Illeggibili anche dal proprietario del server che permette lo spostamento del messaggio, come ad esempio WhatsApp: neppure lui può comprendere, salvare e divulgare a terzi il contenuto delle chat che ogni giorno ci scambiamo.

Anche se WhatsApp integra questo tipo di crittografia solo nel 2016, la end-to-end trova la sua applicazione nel 1976, quando due studiosi statunitensi, Whitfield Diffie e Martin Hellman, implementano la lineare e simmetrica trasmissione delle informazioni con la “crittografia asimmetrica”.

Non essendo noi degli informatici, ma volendo capire come davvero funziona, ci siamo affidati a diverse fonti per scrivere questo articolo. Riportiamo alcuni estratti dalle nostre ricerche bibliografiche, per vederci chiaro:

“La crittografia è la scienza che studia il modo di modificare un messaggio per renderlo comprensibile solo a chi conosce il metodo di cifratura (…). Il metodo più antico e semplice di crittografia viene chiamato crittografia simmetrica: due persone utilizzano lo stesso codice, in gergo “chiave”, per cifrare e decifrare i messaggi che si scambiano. (…). La crittografia asimmetrica invece si basa sulla comunicazione di due coppie di chiavi: una pubblica e una privata. La coppia pubblica può non essere protetta, perché la sicurezza dipende dalla coppia di chiavi private.”

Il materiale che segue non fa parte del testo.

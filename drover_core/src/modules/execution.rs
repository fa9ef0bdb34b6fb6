//! The `k6/execution` builtin: live VU/scenario introspection and
//! `test.abort`.

use crate::js::hook::execute_script;
use crate::modules::BuiltinModule;
use crate::prelude::*;

pub struct ExecutionModule;

const EXEC_BUILDER: &str = r#"
(function (host) {
  return {
    get vu() {
      return host.__exec_snapshot().vu;
    },
    get scenario() {
      return host.__exec_snapshot().scenario;
    },
    test: {
      abort(reason) {
        host.exec_test_abort(reason);
      },
    },
  };
})(globalThis.__InternalDroverGlobalObject)
"#;

impl BuiltinModule for ExecutionModule {
  fn new_module_instance<'s>(
    &self,
    scope: &mut v8::HandleScope<'s>,
  ) -> AnyResult<v8::Local<'s, v8::Object>> {
    let value = execute_script(scope, "drover:modules/execution", EXEC_BUILDER)?;
    value
      .to_object(scope)
      .ok_or_else(|| anyhow::anyhow!("execution module builder returned a non-object"))
  }
}
impl Bundle {
  /// Compiles and validates a script: executes it once in a throwaway
  /// isolate, extracts options and callable exports, then locks the
  /// resolver and the `file` filesystem.
  pub fn new(
    rtopts: &RuntimeOptions,
    source: Source,
    filesystems: FsMap,
    registry: Arc<ModuleRegistry>,
    tokio_handle: tokio::runtime::Handle,
  ) -> AnyResult<Bundle> {
    Self::build(rtopts, None, source, filesystems, registry, tokio_handle)
  }

  /// Reconstructs a Bundle from an archive. The archived options are
  /// authoritative metadata; re-executing the script must not override
  /// them.
  pub fn from_archive(
    rtopts: &RuntimeOptions,
    archive: &Archive,
    registry: Arc<ModuleRegistry>,
    tokio_handle: tokio::runtime::Handle,
  ) -> AnyResult<Bundle> {
    let url = Url::parse(&archive.filename)?;
    let pwd = Url::parse(&archive.pwd)?;
    let source = Source::new(url, archive.data.clone().into_bytes()).with_pwd(pwd);
    let filesystems = FsMap::from_archived(&archive.filesystems);

    let mut rtopts = rtopts.clone();
    if rtopts.compatibility_mode.is_none() {
      rtopts.compatibility_mode = Some(archive.compatibility_mode.clone());
    }
    let mut env = archive.env.clone();
    for (k, v) in &rtopts.env {
      env.insert(k.clone(), v.clone());
    }
    rtopts.env = env;

    let mut bundle = Self::build(
      &rtopts,
      Some(&archive.compatibility_mode),
      source,
      filesystems,
      registry,
      tokio_handle,
    )?;

    // The snapshot wins over whatever the re-executed script exported.
    let (options, _) = parse_options(&archive.options)
      .map_err(|e| AnyErr::from(ConfigError::new(e.to_string())))?;
    bundle.options = options;
    Ok(bundle)
  }

  fn build(
    rtopts: &RuntimeOptions,
    archived_compat: Option<&str>,
    source: Source,
    filesystems: FsMap,
    registry: Arc<ModuleRegistry>,
    tokio_handle: tokio::runtime::Handle,
  ) -> AnyResult<Bundle> {
    let compatibility_mode = rtopts.resolve_compat(archived_compat)?;
    let base_url = source.base_dir()?;
    let entrypoint_key = source.url.to_string();

    registry.seal();
    let resolver = Arc::new(Resolver::new(
      registry.clone(),
      filesystems.clone(),
      compatibility_mode,
    ));
    let raw = std::str::from_utf8(&source.data)
      .map_err(|_| anyhow::anyhow!("script source is not valid UTF-8"))?;
    resolver
      .seed(&entrypoint_key, raw)
      .map_err(|e| AnyErr::from(ConfigError::new(e.to_string())))?;

    let mut bundle = Bundle {
      source,
      options: Options::default(),
      compatibility_mode,
      env: rtopts.env.clone(),
      filesystems,
      resolver,
      registry,
      callable_exports: HashSet::new(),
      shared_arrays: Arc::new(SharedArrayRegistry::new()),
      base_url,
      entrypoint_key,
      open_relativity_warned: Arc::new(Once::new()),
    };

    // First execution, vu id 0: extracts exports and exercises every
    // init-time file access.
    let instance = bundle.instantiate(InstantiateParams {
      vu_id: 0,
      console: Arc::new(Console::new()),
      tokio_handle,
      state: None,
      init_ctx: None,
    })?;

    if let Some(options_json) = instance.exported_options_json() {
      let value: serde_json::Value = serde_json::from_str(options_json)
        .map_err(|e| AnyErr::from(ConfigError::new(e.to_string())))?;
      let (options, warning) =
        parse_options(&value).map_err(|e| AnyErr::from(ConfigError::new(e.to_string())))?;
      if let Some(warning) = warning {
        warn!(
          error = %warning,
          "There were unknown fields in the options exported in the script"
        );
      }
      bundle.options = options;
    }

    bundle.callable_exports = instance.callable_names();
    if bundle.callable_exports.is_empty() {
      anyhow::bail!("no exported functions in script");
    }

    // Freeze: no new module sources, and the `file` filesystem now only
    // serves what init already read.
    bundle.resolver.lock();
    bundle.filesystems.lock_file_scheme();

    Ok(bundle)
  }

  pub fn make_archive(&self, effective_options: &Options) -> Archive {
    Archive {
      archive_type: "js".to_string(),
      filename: self.source.url.to_string(),
      pwd: self.base_url.to_string(),
      data: String::from_utf8_lossy(&self.source.data).into_owned(),
      env: self.env.clone(),
      options: serde_json::to_value(effective_options).unwrap_or(serde_json::Value::Null),
      compatibility_mode: self.compatibility_mode.to_string(),
      version: env!("CARGO_PKG_VERSION").to_string(),
      os: std::env::consts::OS.to_string(),
      filesystems: self.filesystems.archived_contents(),
    }
  }

  /// Creates a fresh isolate, re-executes the main module inside it (so
  /// module-level state is per-VU) and resolves the callable exports.
  pub fn instantiate(&self, params: InstantiateParams) -> AnyResult<BundleInstance> {
    let mut event_loop = EventLoop::new();
    let env = self.env.clone();

    let mut rt = JsRuntime::new(JsRuntimeInit {
      resolver: self.resolver.clone(),
      registry: self.registry.clone(),
      filesystems: self.filesystems.clone(),
      env: env.clone(),
      console: params.console,
      shared_arrays: self.shared_arrays.clone(),
      entrypoint_pwd: self.base_url.clone(),
      open_relativity_warned: self.open_relativity_warned.clone(),
      loop_shared: event_loop.shared(),
      tokio_handle: params.tokio_handle.clone(),
      state: params.state,
    });

    // Allow canceling a long-running init from the outside.
    let init_watch = params.init_ctx.map(|token| {
      let done = CancellationToken::new();
      let interrupt = rt.interrupt_slot();
      let loop_shared = event_loop.shared();
      let done_clone = done.clone();
      params.tokio_handle.spawn(async move {
        tokio::select! {
          _ = token.cancelled() => {
            interrupt.interrupt(InterruptReason::Canceled);
            loop_shared.wake();
          }
          _ = done_clone.cancelled() => {}
        }
      });
      done
    });

    let result = self.run_init(&mut rt, &mut event_loop, params.vu_id, &env);

    if let Some(done) = init_watch {
      done.cancel();
    }

    let (callables, options_value) = result?;

    Ok(BundleInstance {
      rt,
      event_loop,
      callables,
      options_value,
      env,
    })
  }

  fn run_init(
    &self,
    rt: &mut JsRuntime,
    event_loop: &mut EventLoop,
    vu_id: u64,
    env: &HashMap<String, String>,
  ) -> AnyResult<(HashMap<String, v8::Global<v8::Function>>, Option<String>)> {
    let entrypoint_key = self.entrypoint_key.clone();
    let state_rc = rt.get_state();

    {
      let scope = &mut rt.handle_scope();
      set_number_global(scope, "__VU", vu_id as f64);
      set_env_global(scope, env);

      // CommonJS scaffolding for the main module.
      let exports_obj = v8::Object::new(scope);
      let module_obj = v8::Object::new(scope);
      set_property_to(scope, module_obj, "exports", exports_obj.into());
      let context = scope.get_current_context();
      let global = context.global(scope);
      set_property_to(scope, global, "module", module_obj.into());
      set_property_to(scope, global, "exports", exports_obj.into());
    }

    {
      let mut state = state_rc.borrow_mut();
      state.module_map.set_main(&entrypoint_key);
      state.bag.module_dir_stack.push(self.source.url.clone());
      state.bag.in_init_context = true;
    }

    let evaluated: Rc<RefCell<Option<v8::Global<v8::Module>>>> = Rc::new(RefCell::new(None));
    let evaluated_in = evaluated.clone();

    let start_result = event_loop.start(rt, move |scope| {
      let tc_scope = &mut v8::TryCatch::new(scope);

      let module = match fetch_module_tree(tc_scope, &entrypoint_key, None) {
        Some(module) => module,
        None => return Err(err::from_try_catch(tc_scope, None).into()),
      };

      if module
        .instantiate_module(tc_scope, module_resolve_cb)
        .is_none()
      {
        return Err(err::from_try_catch(tc_scope, None).into());
      }

      let _ = module.evaluate(tc_scope);
      if tc_scope.has_caught() && !tc_scope.has_terminated() {
        return Err(err::from_try_catch(tc_scope, None).into());
      }

      // A synchronous throw marks the module errored right away; surface
      // it directly instead of via the duplicated promise rejection.
      if module.get_status() == v8::ModuleStatus::Errored {
        let exception = module.get_exception();
        let exception_ref = v8::Global::new(tc_scope, exception);
        JsRuntime::state(tc_scope)
          .borrow_mut()
          .exceptions
          .remove_promise_rejection_entry(&exception_ref);
        return Err(err::exception_to_script_error(tc_scope, exception, None).into());
      }

      *evaluated_in.borrow_mut() = Some(v8::Global::new(tc_scope, module));
      Ok(())
    });

    // Init is over regardless of the outcome; init-only APIs shut off.
    {
      let mut state = state_rc.borrow_mut();
      state.bag.module_dir_stack.pop();
      state.bag.in_init_context = false;
    }
    start_result?;

    let module = evaluated
      .borrow_mut()
      .take()
      .ok_or_else(|| anyhow::anyhow!("main module was not evaluated"))?;

    let scope = &mut rt.handle_scope();
    let module = v8::Local::new(scope, module);

    if module.get_status() == v8::ModuleStatus::Errored {
      let exception = module.get_exception();
      // The same exception may sit in the rejection queue; drop it so it
      // isn't reported twice.
      let exception_ref = v8::Global::new(scope, exception);
      JsRuntime::state(scope)
        .borrow_mut()
        .exceptions
        .remove_promise_rejection_entry(&exception_ref);
      return Err(err::exception_to_script_error(scope, exception, None).into());
    }

    collect_exports(scope, module)
  }
}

Ma siamo sicuri che questo sistema sia infallibile? Per rispondere a questa domanda, abbiamo capito che no, non esiste sistema infallibile, perché fino ad ora abbiamo sempre e solo parlato di “dati”. E cosa ne è dei metadati?

I metadati sono informazioni più specifiche sui dati; consentono di ricercare e recuperare un documento dal nostro archivio informatico, nel momento in cui ne abbiamo bisogno. Sebbene utilizzi la crittografia E2E, WhatsApp conserva metadati non criptati sui propri server, come orario di invio del messaggio, numeri di telefono dei partecipanti alla conversazione, e in alcuni casi, dettagli relativi alla posizione.

Abbiamo scampo? Sembra che Signal sia l’app di messaggistica più sicura: memorizza solo le informazioni minime: l’orario di ultima connessione o il numero di telefono e no, non salva metadati dei messaggi sui propri server.

Tutto questo per dirvi che quando vogliamo proprio essere sicuri e sicure che il nostro messaggio non venga recuperato da nessun’altro al di fuori del destinatario per cui era stato pensato, cerchiamo di verificare come l’applicazione che stiamo usando gestisce i metadati, oppure evitiamo di fare troppi backup delle nostre chat, per preservarle in qualche posto a noi sconosciuto.